Pork Chops Brine
- 4 cups water
- ¼ cup salt
- 1/4 cup apple juice
- 1 teaspoon peppercorns
- Peel of a medium orange
- 1 bay leaf
- 4 bone-in pork chops (~2-lbs.), 1 ¼-inch thick
- 3 tablespoons garlic powder
- 2 tablespoons brown sugar
- 1 tablespoon bread crumbs
- ½ teaspoon paprika
- ½ teaspoon black pepper
- 1 tablespoon olive oil
- First, make the brine. Pour water and salt into a large Pyrex measuring cup or bowl with a spout. Whisk the 2 ingredients together until the salt dissolves.
- Add the apple juice, peppercorns, orange peel, and bay leaves to the brine and mix again. Set aside.
- Prepare the pork chops by patting each pork chop with a paper towel and then score the fatty part of the pork chops a few times to avoid any bucking during the bake time.
- Place the pork chops in a plastic bag and pour the brine over the pork. Seal the bag and place it in the refrigerator for 30-45 minutes.
- While the pork chops are sitting in the brine, add the garlic powder, brown sugar, paprika black pepper, and bread crumbs to a bowl and mix until combined. Set aside.
- Preheat the oven to 400ºF and spray a baking sheet with nonstick cooking spray.
- Remove the pork chops from the brine and pat the pork chops dry with a paper towel.
- Sprinkle half the garlic powder mixture over the pork chops, flip and pour the remaining mixture over the other side of the pork chops. Be sure to pat the dry rub into the pork chops.
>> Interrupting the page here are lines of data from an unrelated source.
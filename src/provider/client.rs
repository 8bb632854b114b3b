//! REST client for the provider
//!
//! One `reqwest::Client` shared by the document, schema and account calls.
//! Error responses are decoded into [`AppError::Provider`] and returned as-is.

use super::{AccountApi, AccountInfo, AttributeState, DocumentStore, Query, SchemaAdmin, Session};
use crate::config::AppwriteConfig;
use crate::error::{AppError, AppResult};
use crate::http_config::HttpConfig;
use crate::models::DocumentList;
use crate::schema::{AttributeSpec, IndexSpec};
use async_trait::async_trait;
use log::debug;
use reqwest::{Client, Method, RequestBuilder, StatusCode};
use serde::Deserialize;
use serde_json::{json, Value};
use url::Url;

const PROJECT_HEADER: &str = "X-Appwrite-Project";
const KEY_HEADER: &str = "X-Appwrite-Key";
const RESPONSE_FORMAT_HEADER: &str = "X-Appwrite-Response-Format";
const RESPONSE_FORMAT: &str = "1.4.0";

#[derive(Debug, Deserialize)]
struct AttributeListResponse {
    #[serde(default)]
    attributes: Vec<AttributeState>,
}

#[derive(Clone)]
pub struct AppwriteClient {
    http: Client,
    endpoint: String,
    project_id: String,
    api_key: Option<String>,
}

impl AppwriteClient {
    pub fn new(config: &AppwriteConfig, http_config: &HttpConfig) -> AppResult<Self> {
        Ok(Self {
            http: http_config.build_client()?,
            endpoint: config.endpoint_base(),
            project_id: config.project_id.clone(),
            api_key: config.api_key.clone(),
        })
    }

    fn url(&self, path: &str) -> String {
        format!("{}{}", self.endpoint, path)
    }

    fn collection_path(database_id: &str, collection_id: &str) -> String {
        format!("/databases/{}/collections/{}", database_id, collection_id)
    }

    fn request(&self, method: Method, path: &str) -> RequestBuilder {
        let mut builder = self
            .http
            .request(method, self.url(path))
            .header(PROJECT_HEADER, &self.project_id)
            .header(RESPONSE_FORMAT_HEADER, RESPONSE_FORMAT);
        if let Some(key) = &self.api_key {
            builder = builder.header(KEY_HEADER, key);
        }
        builder
    }

    async fn send(&self, builder: RequestBuilder) -> AppResult<Value> {
        let response = builder.send().await?;
        let status = response.status();
        debug!("{} {}", status.as_u16(), response.url().path());

        if status == StatusCode::NO_CONTENT {
            return Ok(Value::Null);
        }

        let body = response.text().await?;
        if !status.is_success() {
            return Err(AppError::from_response(status.as_u16(), &body));
        }
        if body.trim().is_empty() {
            return Ok(Value::Null);
        }
        Ok(serde_json::from_str(&body)?)
    }
}

#[async_trait]
impl DocumentStore for AppwriteClient {
    async fn create_document(
        &self,
        database_id: &str,
        collection_id: &str,
        document_id: &str,
        data: Value,
        permissions: Vec<String>,
    ) -> AppResult<Value> {
        let path = format!("{}/documents", Self::collection_path(database_id, collection_id));
        let body = json!({ "documentId": document_id, "data": data, "permissions": permissions });
        self.send(self.request(Method::POST, &path).json(&body)).await
    }

    async fn get_document(&self, database_id: &str, collection_id: &str, document_id: &str) -> AppResult<Value> {
        let path = format!("{}/documents/{}", Self::collection_path(database_id, collection_id), document_id);
        self.send(self.request(Method::GET, &path)).await
    }

    async fn update_document(
        &self,
        database_id: &str,
        collection_id: &str,
        document_id: &str,
        data: Value,
    ) -> AppResult<Value> {
        let path = format!("{}/documents/{}", Self::collection_path(database_id, collection_id), document_id);
        self.send(self.request(Method::PATCH, &path).json(&json!({ "data": data })))
            .await
    }

    async fn delete_document(&self, database_id: &str, collection_id: &str, document_id: &str) -> AppResult<()> {
        let path = format!("{}/documents/{}", Self::collection_path(database_id, collection_id), document_id);
        self.send(self.request(Method::DELETE, &path)).await?;
        Ok(())
    }

    async fn list_documents(
        &self,
        database_id: &str,
        collection_id: &str,
        queries: Vec<Query>,
    ) -> AppResult<DocumentList> {
        let path = format!("{}/documents", Self::collection_path(database_id, collection_id));
        let params: Vec<(&str, String)> = queries.iter().map(|q| ("queries[]", q.to_wire())).collect();
        let value = self.send(self.request(Method::GET, &path).query(&params)).await?;
        Ok(serde_json::from_value(value)?)
    }
}

#[async_trait]
impl SchemaAdmin for AppwriteClient {
    async fn create_database(&self, database_id: &str, name: &str) -> AppResult<Value> {
        let body = json!({ "databaseId": database_id, "name": name });
        self.send(self.request(Method::POST, "/databases").json(&body)).await
    }

    async fn get_database(&self, database_id: &str) -> AppResult<Value> {
        self.send(self.request(Method::GET, &format!("/databases/{}", database_id)))
            .await
    }

    async fn create_collection(
        &self,
        database_id: &str,
        collection_id: &str,
        name: &str,
        permissions: Vec<String>,
        document_security: bool,
    ) -> AppResult<Value> {
        let path = format!("/databases/{}/collections", database_id);
        let body = json!({
            "collectionId": collection_id,
            "name": name,
            "permissions": permissions,
            "documentSecurity": document_security,
            "enabled": true,
        });
        self.send(self.request(Method::POST, &path).json(&body)).await
    }

    async fn get_collection(&self, database_id: &str, collection_id: &str) -> AppResult<Value> {
        self.send(self.request(Method::GET, &Self::collection_path(database_id, collection_id)))
            .await
    }

    async fn create_attribute(
        &self,
        database_id: &str,
        collection_id: &str,
        attribute: &AttributeSpec,
    ) -> AppResult<Value> {
        let (kind, body) = attribute.native();
        let path = format!("{}/attributes/{}", Self::collection_path(database_id, collection_id), kind);
        self.send(self.request(Method::POST, &path).json(&body)).await
    }

    async fn list_attributes(&self, database_id: &str, collection_id: &str) -> AppResult<Vec<AttributeState>> {
        let path = format!("{}/attributes", Self::collection_path(database_id, collection_id));
        let value = self.send(self.request(Method::GET, &path)).await?;
        let list: AttributeListResponse = serde_json::from_value(value)?;
        Ok(list.attributes)
    }

    async fn create_index(&self, database_id: &str, collection_id: &str, index: &IndexSpec) -> AppResult<Value> {
        let path = format!("{}/indexes", Self::collection_path(database_id, collection_id));
        let body = json!({
            "key": index.key,
            "type": index.kind.as_str(),
            "attributes": index.attributes,
        });
        self.send(self.request(Method::POST, &path).json(&body)).await
    }
}

#[async_trait]
impl AccountApi for AppwriteClient {
    async fn get(&self) -> AppResult<AccountInfo> {
        let value = self.send(self.request(Method::GET, "/account")).await?;
        Ok(serde_json::from_value(value)?)
    }

    async fn create(&self, user_id: &str, email: &str, password: &str, name: &str) -> AppResult<AccountInfo> {
        let body = json!({ "userId": user_id, "email": email, "password": password, "name": name });
        let value = self.send(self.request(Method::POST, "/account").json(&body)).await?;
        Ok(serde_json::from_value(value)?)
    }

    async fn create_email_session(&self, email: &str, password: &str) -> AppResult<Session> {
        let body = json!({ "email": email, "password": password });
        let value = self
            .send(self.request(Method::POST, "/account/sessions/email").json(&body))
            .await?;
        Ok(serde_json::from_value(value)?)
    }

    async fn delete_session(&self, session_id: &str) -> AppResult<()> {
        let path = format!("/account/sessions/{}", session_id);
        self.send(self.request(Method::DELETE, &path)).await?;
        Ok(())
    }

    fn oauth2_url(&self, provider: &str, success: &Url, failure: &Url) -> AppResult<Url> {
        let raw = self.url(&format!("/account/sessions/oauth2/{}", provider));
        let mut url = Url::parse(&raw)
            .map_err(|e| AppError::config(format!("Invalid OAuth URL '{}': {}", raw, e)))?;
        url.query_pairs_mut()
            .append_pair("project", &self.project_id)
            .append_pair("success", success.as_str())
            .append_pair("failure", failure.as_str());
        Ok(url)
    }
}

#[cfg(test)]
mod tests {
    use super::*;

    fn client() -> AppwriteClient {
        let config = AppwriteConfig::from_lookup(|name| match name {
            "PUBLIC_APPWRITE_ENDPOINT" => Some("https://appwrite.example.com/v1/".to_string()),
            "PUBLIC_APPWRITE_PROJECT_ID" => Some("proj-1".to_string()),
            _ => None,
        })
        .unwrap();
        AppwriteClient::new(&config, &HttpConfig::default()).unwrap()
    }

    #[test]
    fn test_paths_join_without_double_slash() {
        let client = client();
        assert_eq!(
            client.url(&AppwriteClient::collection_path("db", "tasks")),
            "https://appwrite.example.com/v1/databases/db/collections/tasks"
        );
    }

    #[test]
    fn test_oauth2_url_carries_project_and_redirects() {
        let client = client();
        let success = Url::parse("https://app.example.com/dashboard").unwrap();
        let failure = Url::parse("https://app.example.com/auth/failure").unwrap();

        let url = client.oauth2_url("google", &success, &failure).unwrap();
        assert_eq!(url.path(), "/v1/account/sessions/oauth2/google");

        let pairs: Vec<(String, String)> = url.query_pairs().into_owned().collect();
        assert!(pairs.contains(&("project".to_string(), "proj-1".to_string())));
        assert!(pairs.contains(&("success".to_string(), success.to_string())));
        assert!(pairs.contains(&("failure".to_string(), failure.to_string())));
    }
}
- Place the pork chops on the baking sheet and drizzle them with olive oil.
- Bake the pork chops for 10 minutes at 400ºF and then flip the pork chops over and bake for an additional 5 minutes.
- Turn the oven to broil and broil the pork chops for 1-3 minutes or until golden brown. Make sure to keep a close eye so they don’t burn! Check the internal temperature, it should be around 140ºF.
- Remove them from the oven and let them rest for 5 minutes so that they can continue to cook and reach 145ºF.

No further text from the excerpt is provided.